The Cats


Know About Cats And Their Styles

By Stephen Mike -
As I supposed, cats are one of the coolest animals on the planet. Yes, that statement is rife with conjecture and straight up personal opinion—based on personal pet preference. But they really are amazing creatures. Some people treat them like a super pet.

Cats have their own laundry or body soap solution, and can wash themselves in all areas except the one area Moms used to nag about—behind the ears…at the nape of the neck. Oh, and they can be picked up (with teeth!) by that nape of the neck, without ever flinching or griping or calling out in pain.

Cats don’t hassle or pounce or yipyipyip, relentlessly, when you enter a room. They have little interest in your command performance attention—the quality and quantity of which had better be delivered, according to their mortal foes, dogs, or you’ll get a face full of slobber, a front full of mud prints, or a fat slam on your ass to the ground cause the damned dog thinks he’s a lapdog when he is, in fact, a Rhodesian Wolfhound weighing in at over a 100 pounds.

Cats are so intuitive they know when you need them. That is, if you are weeping, depressed, lonely, or ill, they will first stare at you for a minute, likely picking up which vibe it is they need to address, and then will come close. This is not hyperbole or conjecture on my part.
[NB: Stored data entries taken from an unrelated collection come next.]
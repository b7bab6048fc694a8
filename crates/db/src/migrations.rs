use sqlx::migrate::{MigrateError, Migrator};

use crate::DbPool;

pub static MIGRATOR: Migrator = sqlx::migrate!("../../migrations");

pub async fn run_pending(pool: &DbPool) -> Result<(), MigrateError> {
    MIGRATOR.run(pool).await
}

/// Versions recorded in `_sqlx_migrations`, oldest first.
pub async fn applied_versions(pool: &DbPool) -> Result<Vec<i64>, sqlx::Error> {
    sqlx::query_scalar("SELECT version FROM _sqlx_migrations WHERE success = 1 ORDER BY version")
        .fetch_all(pool)
        .await
}
pub mod audit;
pub mod config;
pub mod dialog;
pub mod domain;
pub mod errors;
pub mod preferences;
pub mod query;
pub mod router;
pub mod search;
pub mod selection;
pub mod session;

pub use audit::{AuditContext, AuditSink, InMemoryAuditSink, TracingAuditSink};
pub use dialog::{DialogEngine, Entities, Intent, RecognizedTurn, ResponseDirective, TurnOutcome};
pub use domain::product::{Product, ProductId, SearchResults};
pub use domain::slot::{Gender, Slot};
pub use errors::{ApplicationError, DialogError, InterfaceError};
pub use preferences::{PreferenceStore, PreferenceUpdate};
pub use query::{CompiledQuery, FilterExpression, QueryCompiler};
pub use router::{ResultRouter, RouterDecision};
pub use search::{CatalogEntry, CatalogSearch, InMemoryCatalog, SearchError};
pub use selection::{ReservationEntry, ReservationId, ReservationRecord, SelectionFlow};
pub use session::{ConversationId, ConversationPhase, ConversationSession};
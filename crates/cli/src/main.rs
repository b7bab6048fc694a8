use std::process::ExitCode;

fn main() -> ExitCode {
    watchfinder_cli::run()
}
use thiserror::Error;

use crate::search::SearchError;

/// Turn-scoped failures. Both are recoverable: the engine reports them to the
/// user and the conversation continues.
#[derive(Clone, Debug, Error, PartialEq, Eq)]
pub enum DialogError {
    #[error("product `{product_name}` was not found in the catalog")]
    ProductNotFound { product_name: String },
    #[error("catalog search unavailable: {0}")]
    SearchUnavailable(String),
}

impl DialogError {
    pub fn kind(&self) -> &'static str {
        match self {
            Self::ProductNotFound { .. } => "product_not_found",
            Self::SearchUnavailable(_) => "search_unavailable",
        }
    }

    pub fn user_message(&self) -> &'static str {
        match self {
            Self::ProductNotFound { .. } => {
                "Sorry, I couldn't find that item. Please pick one from the list."
            }
            Self::SearchUnavailable(_) => {
                "The watch catalog is temporarily unavailable. Please try again in a moment."
            }
        }
    }
}

impl From<SearchError> for DialogError {
    fn from(value: SearchError) -> Self {
        Self::SearchUnavailable(value.to_string())
    }
}

#[derive(Clone, Debug, Error, PartialEq, Eq)]
pub enum ApplicationError {
    #[error(transparent)]
    Dialog(#[from] DialogError),
    #[error("persistence failure: {0}")]
    Persistence(String),
    #[error("integration failure: {0}")]
    Integration(String),
    #[error("configuration failure: {0}")]
    Configuration(String),
}

#[derive(Clone, Debug, Error, PartialEq, Eq)]
pub enum InterfaceError {
    #[error("bad request: {message}")]
    BadRequest { message: String, correlation_id: String },
    #[error("service unavailable: {message}")]
    ServiceUnavailable { message: String, correlation_id: String },
    #[error("internal error: {message}")]
    Internal { message: String, correlation_id: String },
}

impl InterfaceError {
    pub fn user_message(&self) -> &'static str {
        match self {
            Self::BadRequest { .. } => {
                "The request could not be processed. Check inputs and try again."
            }
            Self::ServiceUnavailable { .. } => {
                "The service is temporarily unavailable. Please retry shortly."
            }
            Self::Internal { .. } => "An unexpected internal error occurred.",
        }
    }

    pub fn correlation_id(&self) -> &str {
        match self {
            Self::BadRequest { correlation_id, .. }
            | Self::ServiceUnavailable { correlation_id, .. }
            | Self::Internal { correlation_id, .. } => correlation_id,
        }
    }
}

impl ApplicationError {
    pub fn into_interface(self, correlation_id: impl Into<String>) -> InterfaceError {
        let correlation_id = correlation_id.into();
        let mut mapped = InterfaceError::from(self);
        match &mut mapped {
            InterfaceError::BadRequest { correlation_id: id, .. }
            | InterfaceError::ServiceUnavailable { correlation_id: id, .. }
            | InterfaceError::Internal { correlation_id: id, .. } => *id = correlation_id,
        }
        mapped
    }
}

impl From<ApplicationError> for InterfaceError {
    fn from(value: ApplicationError) -> Self {
        match value {
            ApplicationError::Dialog(DialogError::ProductNotFound { product_name }) => {
                Self::BadRequest {
                    message: format!("unknown product `{product_name}`"),
                    correlation_id: "unassigned".to_owned(),
                }
            }
            ApplicationError::Dialog(DialogError::SearchUnavailable(message))
            | ApplicationError::Persistence(message)
            | ApplicationError::Integration(message) => {
                Self::ServiceUnavailable { message, correlation_id: "unassigned".to_owned() }
            }
            ApplicationError::Configuration(message) => {
                Self::Internal { message, correlation_id: "unassigned".to_owned() }
            }
        }
    }
}

#[cfg(test)]
mod tests {
    use crate::errors::{ApplicationError, DialogError, InterfaceError};
    use crate::search::SearchError;

    #[test]
    fn search_errors_become_search_unavailable() {
        let error = DialogError::from(SearchError::Timeout(10));

        assert_eq!(error.kind(), "search_unavailable");
        assert!(matches!(error, DialogError::SearchUnavailable(ref message) if message.contains("10s")));
    }

    #[test]
    fn product_not_found_has_recoverable_message() {
        let error = DialogError::ProductNotFound { product_name: "Ghost Watch".to_owned() };

        assert_eq!(
            error.user_message(),
            "Sorry, I couldn't find that item. Please pick one from the list."
        );
    }

    #[test]
    fn product_not_found_maps_to_bad_request_interface_error() {
        let interface = ApplicationError::from(DialogError::ProductNotFound {
            product_name: "Ghost Watch".to_owned(),
        })
        .into_interface("req-1");

        assert!(matches!(
            interface,
            InterfaceError::BadRequest {
                ref correlation_id,
                ..
            } if correlation_id == "req-1"
        ));
    }

    #[test]
    fn persistence_error_maps_to_service_unavailable() {
        let interface = ApplicationError::Persistence("database lock timeout".to_owned())
            .into_interface("req-3");

        assert!(matches!(interface, InterfaceError::ServiceUnavailable { .. }));
        assert_eq!(interface.correlation_id(), "req-3");
        assert_eq!(
            interface.user_message(),
            "The service is temporarily unavailable. Please retry shortly."
        );
    }

    #[test]
    fn configuration_error_maps_to_internal() {
        let interface =
            ApplicationError::Configuration("missing search key".to_owned()).into_interface("req-4");

        assert!(matches!(interface, InterfaceError::Internal { .. }));
        assert_eq!(interface.user_message(), "An unexpected internal error occurred.");
    }
}
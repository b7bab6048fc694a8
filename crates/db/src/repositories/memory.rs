use std::collections::HashMap;

use tokio::sync::RwLock;

use watchfinder_core::selection::ReservationEntry;
use watchfinder_core::session::{ConversationId, ConversationSession};

use super::{RepositoryError, ReservationRepository, SessionRepository};

#[derive(Default)]
pub struct InMemorySessionRepository {
    sessions: RwLock<HashMap<String, ConversationSession>>,
}

#[async_trait::async_trait]
impl SessionRepository for InMemorySessionRepository {
    async fn load(&self, id: &ConversationId) -> Result<ConversationSession, RepositoryError> {
        let sessions = self.sessions.read().await;
        Ok(sessions.get(&id.0).cloned().unwrap_or_else(|| ConversationSession::new(id.clone())))
    }

    async fn save(&self, session: &ConversationSession) -> Result<(), RepositoryError> {
        let mut sessions = self.sessions.write().await;
        sessions.insert(session.conversation_id.0.clone(), session.clone());
        Ok(())
    }

    async fn delete(&self, id: &ConversationId) -> Result<bool, RepositoryError> {
        let mut sessions = self.sessions.write().await;
        Ok(sessions.remove(&id.0).is_some())
    }
}

#[derive(Default)]
pub struct InMemoryReservationRepository {
    reservations: RwLock<Vec<ReservationEntry>>,
}

#[async_trait::async_trait]
impl ReservationRepository for InMemoryReservationRepository {
    async fn save(&self, entry: &ReservationEntry) -> Result<(), RepositoryError> {
        let mut reservations = self.reservations.write().await;
        reservations.retain(|existing| existing.id != entry.id);
        reservations.push(entry.clone());
        Ok(())
    }

    async fn list_for_conversation(
        &self,
        id: &ConversationId,
    ) -> Result<Vec<ReservationEntry>, RepositoryError> {
        let reservations = self.reservations.read().await;
        Ok(reservations.iter().filter(|entry| &entry.conversation_id == id).cloned().collect())
    }
}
Numerous studies have been done to indicate that pets in general but especially cats have been introduced into high-stress people’s homes and hospital wards—and the illnesses decreased, the stress levels reduced, and the feeling of well-being returned to degrees of something around 15% improvement.

I mentioned that cats stare. Yeah, this is one I still am trying to figure out. They will position themselves in statuesque stillness, focus on one spot, thing, or you (shudder), and with unblinking, undeterred pose will penetrate whatever (or whomever) it is they stare at. I have paid close attention to this particular behavior on many an occasion, and can only see not a bored soul just watching the air molecules move about but a profoundly knowing being…whose eyes, when you look deeply into them, reveal eras and ages of reincarnated mystique, reveal the origin of their many dimensioned essences.

I may be interpreting this because I know the cats?history. Or know what others know thus far. Cats were a revered animal in Egypt. They were found buried in the tombs and sarcophagi of the royalty. They were reportedly so esteemed that a person was caught harming a cat that person was executed. (Wish we had held onto this one archaic law, especially when I see how cats are skinned alive and sold I markets for food in some countries, or how cats are tortured by cults or kids with nothing better to do and no more brain cells than to set a now defenseless domesticated creature on fire. Makes me want to puke, actually.)

And back to the physical wonderment of cats…that whole hairball thing, while at first may be disgusting or may seem pitiful (I always go into apoplectic sympathy mode as the cat looks at me to shut me the hell up so she can hack spew), is really fascinating (and makes sense). The cat is licking her hair every day and night, many times. She is of course collecting the fallout. In her gut. She then, on scheduled intervals of time, hunkers, hacks, and hawks until the perfectly bundled thing is expelled. And then she begins the cycle all over again.

Cats have (students and professors at Cornell studied) 100 different vocalizations. My favorite is the rrow-rrow-rrow one as if my cuddly baby is chirping with giddy delight. (It is happy, it is friendly, and it is a greeting. It is also an expectation—of goodies.)

I am really not all that intellectual about cats, though I do acknowledge a deep respect for and kind of metaphysical fascination with cats. So I am always learning something new, coming to understand their biological imperatives—that they wash immediately after eating (or after you eat, even) so they don’t (their cells recall this from jungle days eons back) appear as food or prey.

Duh. I didn’t think of that. They scratch and claw stuff not only to sharpen their claws. They do so to leave scent for those competitors (in our case, the raccoons) that might even think about approaching for a nice warm bed, lots of healthy food, much smooshy affection, and the occasional stare-fest Which still kinda creeps me out.